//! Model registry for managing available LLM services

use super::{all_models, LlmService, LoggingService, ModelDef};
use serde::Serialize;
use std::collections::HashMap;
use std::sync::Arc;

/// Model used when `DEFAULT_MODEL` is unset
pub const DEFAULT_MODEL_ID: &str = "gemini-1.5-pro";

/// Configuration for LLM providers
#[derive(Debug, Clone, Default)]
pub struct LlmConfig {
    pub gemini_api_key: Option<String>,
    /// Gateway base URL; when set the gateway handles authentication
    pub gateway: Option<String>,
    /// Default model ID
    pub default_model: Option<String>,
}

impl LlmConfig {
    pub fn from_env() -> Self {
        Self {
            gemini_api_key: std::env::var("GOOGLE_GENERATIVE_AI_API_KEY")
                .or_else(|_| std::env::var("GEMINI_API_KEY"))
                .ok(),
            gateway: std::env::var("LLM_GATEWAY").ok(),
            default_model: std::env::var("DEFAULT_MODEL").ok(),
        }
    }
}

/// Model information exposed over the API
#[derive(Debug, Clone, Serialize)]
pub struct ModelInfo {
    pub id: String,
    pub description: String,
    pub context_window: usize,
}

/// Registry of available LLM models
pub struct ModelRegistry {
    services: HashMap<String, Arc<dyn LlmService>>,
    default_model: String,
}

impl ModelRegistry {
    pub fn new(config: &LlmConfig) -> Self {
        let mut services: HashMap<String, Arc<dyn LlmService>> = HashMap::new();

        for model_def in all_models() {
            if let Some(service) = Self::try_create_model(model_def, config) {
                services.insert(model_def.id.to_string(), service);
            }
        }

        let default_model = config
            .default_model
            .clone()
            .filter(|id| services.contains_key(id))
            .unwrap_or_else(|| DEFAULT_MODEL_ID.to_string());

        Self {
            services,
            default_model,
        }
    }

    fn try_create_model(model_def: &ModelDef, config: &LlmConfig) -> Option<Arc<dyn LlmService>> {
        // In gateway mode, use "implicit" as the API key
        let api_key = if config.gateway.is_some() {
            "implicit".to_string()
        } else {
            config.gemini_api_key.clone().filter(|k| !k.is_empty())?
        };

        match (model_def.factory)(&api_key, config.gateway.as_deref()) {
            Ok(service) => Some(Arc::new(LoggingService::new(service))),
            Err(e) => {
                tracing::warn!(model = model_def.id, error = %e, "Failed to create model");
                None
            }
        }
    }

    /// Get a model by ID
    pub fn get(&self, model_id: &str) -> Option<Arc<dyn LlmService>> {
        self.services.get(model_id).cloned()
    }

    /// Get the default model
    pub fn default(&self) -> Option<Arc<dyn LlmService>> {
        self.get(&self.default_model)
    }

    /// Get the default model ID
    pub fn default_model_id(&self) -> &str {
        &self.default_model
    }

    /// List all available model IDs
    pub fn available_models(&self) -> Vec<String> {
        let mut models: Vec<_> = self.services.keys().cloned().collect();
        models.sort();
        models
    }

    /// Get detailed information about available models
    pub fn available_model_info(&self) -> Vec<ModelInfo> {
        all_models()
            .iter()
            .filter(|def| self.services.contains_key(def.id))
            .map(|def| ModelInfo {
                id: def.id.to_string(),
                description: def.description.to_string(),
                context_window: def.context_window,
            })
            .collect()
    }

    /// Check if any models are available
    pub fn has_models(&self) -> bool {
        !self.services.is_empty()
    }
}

◆ ◆ ◆

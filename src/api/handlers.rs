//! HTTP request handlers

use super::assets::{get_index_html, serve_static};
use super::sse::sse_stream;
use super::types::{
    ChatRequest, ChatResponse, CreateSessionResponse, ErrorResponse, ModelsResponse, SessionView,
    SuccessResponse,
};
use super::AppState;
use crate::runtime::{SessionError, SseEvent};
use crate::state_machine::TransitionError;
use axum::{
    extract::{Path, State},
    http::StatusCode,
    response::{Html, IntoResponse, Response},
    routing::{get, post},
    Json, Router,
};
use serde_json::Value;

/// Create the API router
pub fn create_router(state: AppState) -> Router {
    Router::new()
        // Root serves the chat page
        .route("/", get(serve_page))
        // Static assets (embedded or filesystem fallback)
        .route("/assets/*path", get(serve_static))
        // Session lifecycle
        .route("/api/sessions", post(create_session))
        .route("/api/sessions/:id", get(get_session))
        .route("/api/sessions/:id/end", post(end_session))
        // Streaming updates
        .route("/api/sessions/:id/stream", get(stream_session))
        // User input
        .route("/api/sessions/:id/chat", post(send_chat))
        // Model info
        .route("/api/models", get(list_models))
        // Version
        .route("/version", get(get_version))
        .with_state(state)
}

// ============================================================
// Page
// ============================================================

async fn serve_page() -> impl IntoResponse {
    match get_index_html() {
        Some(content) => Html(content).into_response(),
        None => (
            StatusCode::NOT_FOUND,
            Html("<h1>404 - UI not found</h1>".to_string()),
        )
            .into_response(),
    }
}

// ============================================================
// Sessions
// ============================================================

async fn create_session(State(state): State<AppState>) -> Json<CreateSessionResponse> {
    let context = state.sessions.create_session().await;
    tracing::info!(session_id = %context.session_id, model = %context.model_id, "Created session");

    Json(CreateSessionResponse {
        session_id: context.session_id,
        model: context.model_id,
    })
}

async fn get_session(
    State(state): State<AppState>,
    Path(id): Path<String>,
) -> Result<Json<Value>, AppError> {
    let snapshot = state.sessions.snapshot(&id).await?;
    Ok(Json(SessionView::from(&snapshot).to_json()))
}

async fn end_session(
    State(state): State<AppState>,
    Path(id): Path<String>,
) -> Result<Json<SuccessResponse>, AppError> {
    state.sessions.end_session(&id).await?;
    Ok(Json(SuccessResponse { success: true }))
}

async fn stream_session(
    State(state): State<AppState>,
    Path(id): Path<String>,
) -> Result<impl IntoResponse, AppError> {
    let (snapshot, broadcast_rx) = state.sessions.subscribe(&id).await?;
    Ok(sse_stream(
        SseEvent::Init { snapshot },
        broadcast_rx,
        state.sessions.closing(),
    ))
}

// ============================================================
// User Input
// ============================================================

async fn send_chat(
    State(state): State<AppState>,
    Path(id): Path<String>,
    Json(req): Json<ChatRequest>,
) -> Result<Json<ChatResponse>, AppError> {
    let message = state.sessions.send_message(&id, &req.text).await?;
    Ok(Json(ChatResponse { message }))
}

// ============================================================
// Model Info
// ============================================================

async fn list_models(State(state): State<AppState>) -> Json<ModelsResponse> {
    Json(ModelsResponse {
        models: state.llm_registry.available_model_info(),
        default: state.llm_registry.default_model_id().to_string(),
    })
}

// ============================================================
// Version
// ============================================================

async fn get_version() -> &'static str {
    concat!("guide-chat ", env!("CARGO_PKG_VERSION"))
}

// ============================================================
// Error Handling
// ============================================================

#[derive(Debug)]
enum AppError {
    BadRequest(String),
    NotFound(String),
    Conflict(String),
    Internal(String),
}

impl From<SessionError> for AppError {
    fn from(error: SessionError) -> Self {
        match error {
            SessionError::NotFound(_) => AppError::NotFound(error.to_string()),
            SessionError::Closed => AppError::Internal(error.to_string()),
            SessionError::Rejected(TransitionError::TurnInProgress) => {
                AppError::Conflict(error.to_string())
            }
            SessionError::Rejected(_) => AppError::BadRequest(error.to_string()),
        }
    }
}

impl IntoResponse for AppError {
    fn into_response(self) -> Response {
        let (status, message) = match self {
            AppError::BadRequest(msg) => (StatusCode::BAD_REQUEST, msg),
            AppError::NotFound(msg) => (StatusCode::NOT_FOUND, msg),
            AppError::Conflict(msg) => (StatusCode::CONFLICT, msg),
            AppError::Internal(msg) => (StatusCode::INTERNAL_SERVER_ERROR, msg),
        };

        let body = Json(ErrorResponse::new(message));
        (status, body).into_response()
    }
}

◆ ◆ ◆

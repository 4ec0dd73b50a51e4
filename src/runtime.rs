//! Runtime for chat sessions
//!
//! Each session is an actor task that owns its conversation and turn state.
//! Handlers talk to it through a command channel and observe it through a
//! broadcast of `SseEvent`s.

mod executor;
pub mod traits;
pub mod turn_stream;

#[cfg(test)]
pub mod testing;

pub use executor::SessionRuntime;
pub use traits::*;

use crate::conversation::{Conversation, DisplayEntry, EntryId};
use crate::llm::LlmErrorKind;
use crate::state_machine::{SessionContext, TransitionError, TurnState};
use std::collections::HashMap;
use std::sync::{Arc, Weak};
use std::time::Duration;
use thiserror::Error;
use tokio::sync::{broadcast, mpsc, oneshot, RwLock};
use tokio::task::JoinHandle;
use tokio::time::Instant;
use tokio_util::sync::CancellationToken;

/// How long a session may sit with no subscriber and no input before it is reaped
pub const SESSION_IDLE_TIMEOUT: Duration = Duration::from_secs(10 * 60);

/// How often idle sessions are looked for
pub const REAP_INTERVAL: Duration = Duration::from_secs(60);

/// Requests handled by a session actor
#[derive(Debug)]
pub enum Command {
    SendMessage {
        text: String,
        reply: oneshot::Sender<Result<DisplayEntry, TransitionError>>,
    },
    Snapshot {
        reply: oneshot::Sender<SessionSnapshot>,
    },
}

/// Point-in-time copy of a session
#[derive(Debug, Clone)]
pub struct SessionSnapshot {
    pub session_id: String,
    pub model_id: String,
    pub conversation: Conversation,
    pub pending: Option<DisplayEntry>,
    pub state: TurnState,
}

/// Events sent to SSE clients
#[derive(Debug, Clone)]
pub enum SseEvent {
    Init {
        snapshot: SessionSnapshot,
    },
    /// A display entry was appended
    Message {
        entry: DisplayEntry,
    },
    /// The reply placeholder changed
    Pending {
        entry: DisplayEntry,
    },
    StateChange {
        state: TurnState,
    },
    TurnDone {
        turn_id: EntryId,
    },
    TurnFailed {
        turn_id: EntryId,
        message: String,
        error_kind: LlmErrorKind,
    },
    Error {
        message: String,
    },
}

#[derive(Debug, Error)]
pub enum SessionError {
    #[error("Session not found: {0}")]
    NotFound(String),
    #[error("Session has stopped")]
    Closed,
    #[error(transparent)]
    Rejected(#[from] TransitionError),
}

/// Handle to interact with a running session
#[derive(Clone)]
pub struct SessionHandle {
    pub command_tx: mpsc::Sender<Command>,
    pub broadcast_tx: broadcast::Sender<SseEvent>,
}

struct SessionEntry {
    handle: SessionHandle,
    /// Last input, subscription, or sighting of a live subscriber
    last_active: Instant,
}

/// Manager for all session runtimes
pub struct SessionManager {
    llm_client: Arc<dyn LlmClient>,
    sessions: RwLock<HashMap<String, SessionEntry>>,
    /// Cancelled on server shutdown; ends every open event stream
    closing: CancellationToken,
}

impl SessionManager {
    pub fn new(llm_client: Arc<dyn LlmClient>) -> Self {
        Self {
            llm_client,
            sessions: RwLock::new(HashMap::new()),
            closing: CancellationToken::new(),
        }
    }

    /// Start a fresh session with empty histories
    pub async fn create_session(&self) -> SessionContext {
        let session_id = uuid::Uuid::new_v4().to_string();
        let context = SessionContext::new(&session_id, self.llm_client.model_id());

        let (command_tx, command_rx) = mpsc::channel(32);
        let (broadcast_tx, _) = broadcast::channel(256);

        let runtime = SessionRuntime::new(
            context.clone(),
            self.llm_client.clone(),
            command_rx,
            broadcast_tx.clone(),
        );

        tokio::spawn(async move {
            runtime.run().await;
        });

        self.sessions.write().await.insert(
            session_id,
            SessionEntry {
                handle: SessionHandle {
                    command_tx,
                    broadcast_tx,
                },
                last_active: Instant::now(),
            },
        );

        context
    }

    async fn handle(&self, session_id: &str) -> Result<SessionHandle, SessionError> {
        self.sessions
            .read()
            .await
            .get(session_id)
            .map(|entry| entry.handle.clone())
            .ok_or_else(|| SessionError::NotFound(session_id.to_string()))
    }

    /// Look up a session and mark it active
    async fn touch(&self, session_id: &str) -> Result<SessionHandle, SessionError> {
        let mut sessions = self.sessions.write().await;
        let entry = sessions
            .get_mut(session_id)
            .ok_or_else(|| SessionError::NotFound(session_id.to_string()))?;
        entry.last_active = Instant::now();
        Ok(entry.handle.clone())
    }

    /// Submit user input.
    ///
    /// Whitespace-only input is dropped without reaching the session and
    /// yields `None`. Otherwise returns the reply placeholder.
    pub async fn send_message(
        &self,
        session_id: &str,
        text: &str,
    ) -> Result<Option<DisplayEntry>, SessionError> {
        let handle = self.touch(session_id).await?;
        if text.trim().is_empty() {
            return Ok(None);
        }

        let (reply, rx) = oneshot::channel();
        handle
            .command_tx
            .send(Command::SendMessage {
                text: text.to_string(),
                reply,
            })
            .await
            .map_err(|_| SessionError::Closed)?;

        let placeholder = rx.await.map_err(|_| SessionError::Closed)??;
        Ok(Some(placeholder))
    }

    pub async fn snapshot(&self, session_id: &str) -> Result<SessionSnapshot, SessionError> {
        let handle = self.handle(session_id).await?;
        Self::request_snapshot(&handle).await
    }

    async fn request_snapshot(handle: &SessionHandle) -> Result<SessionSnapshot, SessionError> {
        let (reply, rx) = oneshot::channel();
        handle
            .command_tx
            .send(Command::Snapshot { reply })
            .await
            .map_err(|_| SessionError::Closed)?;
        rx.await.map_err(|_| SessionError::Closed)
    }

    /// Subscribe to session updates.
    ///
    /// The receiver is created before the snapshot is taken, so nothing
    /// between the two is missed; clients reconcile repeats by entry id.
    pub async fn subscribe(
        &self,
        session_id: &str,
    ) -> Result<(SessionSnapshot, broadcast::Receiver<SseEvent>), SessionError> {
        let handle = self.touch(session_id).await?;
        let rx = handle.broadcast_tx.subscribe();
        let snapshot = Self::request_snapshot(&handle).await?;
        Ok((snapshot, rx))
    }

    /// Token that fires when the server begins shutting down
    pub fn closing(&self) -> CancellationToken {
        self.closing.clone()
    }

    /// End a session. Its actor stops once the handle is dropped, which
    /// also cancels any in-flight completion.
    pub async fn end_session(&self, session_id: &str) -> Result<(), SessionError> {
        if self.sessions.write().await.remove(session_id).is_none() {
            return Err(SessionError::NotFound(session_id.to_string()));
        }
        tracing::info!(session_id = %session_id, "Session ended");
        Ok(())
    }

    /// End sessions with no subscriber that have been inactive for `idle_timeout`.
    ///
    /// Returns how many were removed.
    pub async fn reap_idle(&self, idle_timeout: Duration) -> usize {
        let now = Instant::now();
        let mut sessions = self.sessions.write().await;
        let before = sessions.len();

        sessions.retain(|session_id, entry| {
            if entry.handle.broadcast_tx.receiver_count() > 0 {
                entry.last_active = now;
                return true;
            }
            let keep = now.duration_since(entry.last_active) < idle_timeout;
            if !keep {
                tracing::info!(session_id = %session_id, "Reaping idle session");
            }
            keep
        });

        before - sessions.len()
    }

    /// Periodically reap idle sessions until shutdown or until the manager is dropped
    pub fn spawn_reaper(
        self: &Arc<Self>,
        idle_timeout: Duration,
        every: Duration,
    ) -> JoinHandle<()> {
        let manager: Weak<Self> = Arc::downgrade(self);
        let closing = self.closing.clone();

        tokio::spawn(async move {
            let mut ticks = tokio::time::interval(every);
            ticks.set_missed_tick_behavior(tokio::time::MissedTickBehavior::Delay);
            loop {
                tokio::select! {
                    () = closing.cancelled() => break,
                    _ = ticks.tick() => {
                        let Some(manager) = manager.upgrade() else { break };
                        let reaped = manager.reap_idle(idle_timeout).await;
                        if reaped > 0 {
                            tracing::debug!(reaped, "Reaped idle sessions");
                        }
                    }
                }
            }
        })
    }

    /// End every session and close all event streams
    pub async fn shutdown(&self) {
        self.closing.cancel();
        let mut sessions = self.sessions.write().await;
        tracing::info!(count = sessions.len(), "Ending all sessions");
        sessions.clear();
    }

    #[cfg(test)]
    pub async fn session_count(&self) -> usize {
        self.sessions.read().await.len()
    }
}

◆ ◆ ◆

* Task objective
Where the data above reaches the line holding "many were removed.", begin printing, and stop after the line holding "if entry.handle.broadcast_tx.receiver_count() >". Each line must be reproduced exactly, with nothing else added.

* Output for this exercise
    /// Returns how many were removed.
    pub async fn reap_idle(&self, idle_timeout: Duration) -> usize {
        let now = Instant::now();
        let mut sessions = self.sessions.write().await;
        let before = sessions.len();

        sessions.retain(|session_id, entry| {
            if entry.handle.broadcast_tx.receiver_count() > 0 {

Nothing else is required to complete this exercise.